Der erfahrene Zahnarzt nimmt unter anderem auch Laserbehandlungen vor, die kaum Schmerzen verursachen und ein genaues Arbeiten ermöglichen. Neben Herdsanierungen, Wurzelbehandlungen, Laserbehandlungen schmerzhafter Zahnhälse, Parodontaltherapien oder Laserkorrekturen des Zahnfleisches können beim Zahnarzt Engelhartszell auch schonende kosmetische Korrekturen an den Zähnen vorgenommen werden. Dabei kann es sich beispielsweise um Keramikkorrekturen aller Art wie beispielsweise Veneers oder Zirkonoxidkronen handeln.

Veneers sind hochwertige Keramikschalen, die mittels spezieller Klebeverfahren an die Frontzähne geklebt werden. Jene Art der Keramikkorrektur ist im Gegensatz zu anderen Methoden besonders günstig und zudem sehr schonend. Sie eignet sich für Korrekturen an den Frontzähnen, die verfärbt, fehlgestellt, zu kurz sind oder große Abstände aufweisen.
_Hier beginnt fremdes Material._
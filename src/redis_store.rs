//! Redis-backed entitlement store and usage ledger.
//!
//! Usage counters live in per-(principal, day) hashes mutated with `HINCRBY`,
//! which is atomic on the server, so concurrent increments never lose
//! updates. Day hashes carry a TTL so stale buckets expire on their own.
//!
//! Principal records are JSON values. `apply_transition` is a read-mutate-set
//! on the principal record; the entitlement row has a single logical writer
//! per customer ref (the updater), so no server-side script is needed there.

use std::collections::HashMap;

use async_trait::async_trait;
use redis::AsyncCommands;
use thiserror::Error;

use crate::entitlement::{
    EntitlementStore, Principal, SubscriptionStatus, Transition, now_millis,
};
use crate::gate::QuotaError;
use crate::identity::PrincipalId;
use crate::ledger::{ActionKind, UsageLedger, UsageRecord, UtcDay};
use crate::policy::Tier;

const USAGE_TTL_SECS: i64 = 3 * 24 * 60 * 60;

#[derive(Clone, Debug)]
pub struct RedisStore {
    client: redis::Client,
    prefix: String,
}

#[derive(Debug, Error)]
pub enum RedisStoreError {
    #[error("redis error: {0}")]
    Redis(#[from] redis::RedisError),
    #[error("json error: {0}")]
    Json(#[from] serde_json::Error),
}

impl From<RedisStoreError> for QuotaError {
    fn from(err: RedisStoreError) -> Self {
        QuotaError::StoreUnavailable(err.to_string())
    }
}

impl RedisStore {
    pub fn new(url: impl AsRef<str>) -> Result<Self, RedisStoreError> {
        Ok(Self {
            client: redis::Client::open(url.as_ref())?,
            prefix: "tollgate".to_string(),
        })
    }

    pub fn with_prefix(mut self, prefix: impl Into<String>) -> Self {
        self.prefix = prefix.into();
        self
    }

    pub fn prefix(&self) -> &str {
        &self.prefix
    }

    async fn connection(&self) -> Result<redis::aio::MultiplexedConnection, redis::RedisError> {
        self.client.get_multiplexed_async_connection().await
    }

    pub async fn ping(&self) -> Result<(), RedisStoreError> {
        let mut conn = self.connection().await?;
        let _: Option<String> = conn.get(format!("{}:__ping__", self.prefix)).await?;
        Ok(())
    }

    fn key_principal(&self, principal: &PrincipalId) -> String {
        format!("{}:principal:{}", self.prefix, principal)
    }

    fn key_customer(&self, customer_ref: &str) -> String {
        format!("{}:customer:{customer_ref}", self.prefix)
    }

    fn key_usage(&self, principal: &PrincipalId, day: UtcDay) -> String {
        format!("{}:usage:{principal}:{day}", self.prefix)
    }

    async fn load_principal(
        &self,
        conn: &mut redis::aio::MultiplexedConnection,
        principal: &PrincipalId,
    ) -> Result<Option<Principal>, RedisStoreError> {
        let raw: Option<String> = conn.get(self.key_principal(principal)).await?;
        Ok(match raw {
            Some(raw) => Some(serde_json::from_str(&raw)?),
            None => None,
        })
    }

    async fn store_principal(
        &self,
        conn: &mut redis::aio::MultiplexedConnection,
        record: &Principal,
    ) -> Result<(), RedisStoreError> {
        let raw = serde_json::to_string(record)?;
        let _: () = conn.set(self.key_principal(&record.principal_id), raw).await?;
        Ok(())
    }
}

#[async_trait]
impl EntitlementStore for RedisStore {
    async fn get_or_create(&self, principal: &PrincipalId) -> Result<Principal, QuotaError> {
        let mut conn = self.connection().await.map_err(RedisStoreError::from)?;

        let fresh = Principal::new_free(principal.clone(), now_millis());
        let raw = serde_json::to_string(&fresh).map_err(RedisStoreError::from)?;
        // SET NX keeps concurrent first-access idempotent: only one caller's
        // default row wins, everyone reads the same record afterwards.
        let _: bool = conn
            .set_nx(self.key_principal(principal), raw)
            .await
            .map_err(RedisStoreError::from)?;

        let record = self
            .load_principal(&mut conn, principal)
            .await?
            .unwrap_or(fresh);
        Ok(record)
    }

    async fn apply_transition(
        &self,
        customer_ref: &str,
        tier: Tier,
        status: SubscriptionStatus,
    ) -> Result<Transition, QuotaError> {
        let mut conn = self.connection().await.map_err(RedisStoreError::from)?;

        let principal_id: Option<String> = conn
            .get(self.key_customer(customer_ref))
            .await
            .map_err(RedisStoreError::from)?;
        let Some(principal_id) = principal_id else {
            return Ok(Transition::NoMatch);
        };

        let principal_id = PrincipalId::from(principal_id);
        let Some(mut record) = self.load_principal(&mut conn, &principal_id).await? else {
            return Ok(Transition::NoMatch);
        };

        record.tier = tier;
        record.subscription_status = status;
        self.store_principal(&mut conn, &record).await?;
        Ok(Transition::Applied)
    }

    async fn link_customer_ref(
        &self,
        principal: &PrincipalId,
        customer_ref: &str,
    ) -> Result<(), QuotaError> {
        let mut conn = self.connection().await.map_err(RedisStoreError::from)?;

        let mut record = self
            .load_principal(&mut conn, principal)
            .await?
            .unwrap_or_else(|| Principal::new_free(principal.clone(), now_millis()));
        record.payment_customer_ref = Some(customer_ref.to_string());
        self.store_principal(&mut conn, &record).await?;

        let _: () = conn
            .set(self.key_customer(customer_ref), principal.as_str())
            .await
            .map_err(RedisStoreError::from)?;
        Ok(())
    }
}

#[async_trait]
impl UsageLedger for RedisStore {
    async fn get_today(
        &self,
        principal: &PrincipalId,
        day: UtcDay,
    ) -> Result<UsageRecord, QuotaError> {
        let mut conn = self.connection().await.map_err(RedisStoreError::from)?;

        let fields: HashMap<String, u64> = conn
            .hgetall(self.key_usage(principal, day))
            .await
            .map_err(RedisStoreError::from)?;

        Ok(UsageRecord {
            day,
            chat: fields.get("chat").copied().unwrap_or(0),
            web_search: fields.get("web_search").copied().unwrap_or(0),
            tokens: fields.get("tokens").copied().unwrap_or(0),
        })
    }

    async fn increment(
        &self,
        principal: &PrincipalId,
        day: UtcDay,
        kind: ActionKind,
        amount: u64,
        tokens: u64,
    ) -> Result<(), QuotaError> {
        let mut conn = self.connection().await.map_err(RedisStoreError::from)?;
        let key = self.key_usage(principal, day);

        let _: () = redis::pipe()
            .atomic()
            .hincr(&key, kind.as_str(), amount as i64)
            .ignore()
            .hincr(&key, "tokens", tokens as i64)
            .ignore()
            .expire(&key, USAGE_TTL_SECS)
            .ignore()
            .query_async(&mut conn)
            .await
            .map_err(RedisStoreError::from)?;
        Ok(())
    }
}
//! Admission counters. Cheap process-local tallies the operator can scrape;
//! shared across tasks, so counts live in atomics.

use std::sync::atomic::{AtomicU64, Ordering};

use serde::{Deserialize, Serialize};

#[derive(Clone, Debug, Default, PartialEq, Eq, Serialize, Deserialize)]
pub struct ObservabilitySnapshot {
    pub admitted: u64,
    pub rejected_too_large: u64,
    pub rejected_quota: u64,
    pub usage_recorded: u64,
    pub ledger_degraded: u64,
    pub webhook_applied: u64,
    pub webhook_unmatched: u64,
}

#[derive(Debug, Default)]
pub struct Observability {
    admitted: AtomicU64,
    rejected_too_large: AtomicU64,
    rejected_quota: AtomicU64,
    usage_recorded: AtomicU64,
    ledger_degraded: AtomicU64,
    webhook_applied: AtomicU64,
    webhook_unmatched: AtomicU64,
}

impl Observability {
    pub fn record_admitted(&self) {
        self.admitted.fetch_add(1, Ordering::Relaxed);
    }

    pub fn record_rejected_too_large(&self) {
        self.rejected_too_large.fetch_add(1, Ordering::Relaxed);
    }

    pub fn record_rejected_quota(&self) {
        self.rejected_quota.fetch_add(1, Ordering::Relaxed);
    }

    pub fn record_usage_recorded(&self) {
        self.usage_recorded.fetch_add(1, Ordering::Relaxed);
    }

    pub fn record_ledger_degraded(&self) {
        self.ledger_degraded.fetch_add(1, Ordering::Relaxed);
    }

    pub fn record_webhook_applied(&self) {
        self.webhook_applied.fetch_add(1, Ordering::Relaxed);
    }

    pub fn record_webhook_unmatched(&self) {
        self.webhook_unmatched.fetch_add(1, Ordering::Relaxed);
    }

    pub fn snapshot(&self) -> ObservabilitySnapshot {
        ObservabilitySnapshot {
            admitted: self.admitted.load(Ordering::Relaxed),
            rejected_too_large: self.rejected_too_large.load(Ordering::Relaxed),
            rejected_quota: self.rejected_quota.load(Ordering::Relaxed),
            usage_recorded: self.usage_recorded.load(Ordering::Relaxed),
            ledger_degraded: self.ledger_degraded.load(Ordering::Relaxed),
            webhook_applied: self.webhook_applied.load(Ordering::Relaxed),
            webhook_unmatched: self.webhook_unmatched.load(Ordering::Relaxed),
        }
    }
}

#[cfg(test)]
mod tests {
    use super::*;

    #[test]
    fn snapshot_reflects_recorded_events() {
        let observability = Observability::default();
        observability.record_admitted();
        observability.record_admitted();
        observability.record_rejected_quota();
        observability.record_webhook_unmatched();

        let snapshot = observability.snapshot();
        assert_eq!(snapshot.admitted, 2);
        assert_eq!(snapshot.rejected_quota, 1);
        assert_eq!(snapshot.rejected_too_large, 0);
        assert_eq!(snapshot.webhook_unmatched, 1);
    }
}
fn draw_ui(f: &mut ratatui::Frame, app: &AppState) {
    let chunks = Layout::default()
        .direction(Direction::Vertical)
        .constraints([Constraint::Length(2), Constraint::Min(1), Constraint::Length(3)].as_ref())
        .split(f.area());

    // Status line
    let status = Paragraph::new(app.status.clone()).style(Style::default().fg(Color::Gray));
    f.render_widget(status, chunks[0]);
    let hint_line = if app.show_hint {
        format!(
            "Hint: think of words related to '{}'!",
            app.round.root_word().unwrap_or("?")
        )
    } else {
        "Enter submits a word | /new restarts | /hint nudges".to_string()
    };
    let hint_para = Paragraph::new(hint_line).style(Style::default().fg(Color::Gray));
    f.render_widget(
        hint_para,
        Rect {
            x: chunks[0].x,
            y: chunks[0].y.saturating_add(1),
            width: chunks[0].width,
            height: 1,
        },
    );

    // Main area split into word list + log
    let main_chunks = Layout::default()
        .direction(Direction::Horizontal)
        .constraints([Constraint::Percentage(50), Constraint::Percentage(50)].as_ref())
        .split(chunks[1]);

    let word_lines = render_words(app);
    let word_list = List::new(word_lines).block(
        Block::default().borders(Borders::ALL).title(format!(
            "Words from '{}'",
            app.round.root_word().unwrap_or("?")
        )),
    );
    f.render_widget(word_list, main_chunks[0]);

    // Log pane
    let log_lines: Vec<Line> = app
        .logs
        .iter()
        .rev()
        .take((main_chunks[1].height.saturating_sub(2)) as usize)
        .rev()
        .map(|l| Line::raw(l.clone()))
        .collect();
    let log = Paragraph::new(log_lines)
        .block(Block::default().borders(Borders::ALL).title("Log"))
        .wrap(Wrap { trim: true });
    f.render_widget(log, main_chunks[1]);

    // Input + completions
    let bottom_chunks = Layout::default()
        .direction(Direction::Vertical)
        .constraints(
            [
                Constraint::Length(3),
                Constraint::Length(if app.completion.filtered.is_empty() {
                    0
                } else {
                    (app.completion.filtered.len() as u16).min(6)
                }),
            ]
            .as_ref(),
        )
        .split(chunks[2]);

    let input_block = Block::default().borders(Borders::ALL).title("Input");
    f.render_widget(Clear, bottom_chunks[0]);
    f.render_widget(input_block, bottom_chunks[0]);

    let prompt = format!("wordwhirl $ {}", app.input);
    let input_para = Paragraph::new(prompt);
    f.render_widget(input_para, bottom_chunks[0]);

    if !app.hint.is_empty() {
        let hint = Paragraph::new(app.hint.as_str()).style(Style::default().fg(Color::Gray));
        f.render_widget(hint, bottom_chunks[0]);
    }

    if !app.completion.filtered.is_empty() && bottom_chunks.len() > 1 {
        let items: Vec<ListItem> = app
            .completion
            .filtered
            .iter()
            .map(|&idx| {
                let cmd = &COMMANDS[idx];
                ListItem::new(Line::from(vec![
                    Span::styled(format!("/{}", cmd.name), Style::default().fg(Color::Cyan)),
                    Span::raw("  "),
                    Span::styled(cmd.desc, Style::default().fg(Color::Gray)),
                ]))
            })
            .collect();
        let mut state = ListState::default();
        state.select(Some(
            app.completion.selected.min(items.len().saturating_sub(1)),
        ));
        let list = List::new(items)
            .block(Block::default().borders(Borders::ALL).title("Commands"))
            .highlight_style(Style::default().fg(Color::Yellow));
        f.render_stateful_widget(list, bottom_chunks[1], &mut state);
    }
}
Auch Risse oder abgebrochene Ecken können mit jenem Verfahren korrigiert werden. Durch diese Methode müssen die Frontzähne nur minimal behandelt werden, sodass die eigenen Zähne im Frontalbereich erhalten bleiben. In der Regel sind für diese Keramikkorrektur zwei Sitzungen erforderlich. Zu Beginn der Behandlung werden die Frontzähne leicht beschliffen, zudem wird ein Abdruck der Zähne vorgenommen, damit die passenden Keramikschalen modelliert und hergestellt werden können. Währenddessen werden dem Patienten provisorische Kunststoff-Veneers eingesetzt, sodass dieser bis zur nächsten Sitzung das geplante Behandlungsergebnis überprüfen kann. Nach einer nicht all zu langen Wartezeit setzt der Zahnarzt Engelhartszell die fertigen Keramikschalen ein, die auf die Frontzähne geklebt werden. Die Keramikschalen sind extrem beständig und verfügen über den Vorteil sich nicht zu verfärben. Es handelt sich um eine sehr langlebige Keramikkorrektur, die sich allemal auszahlt.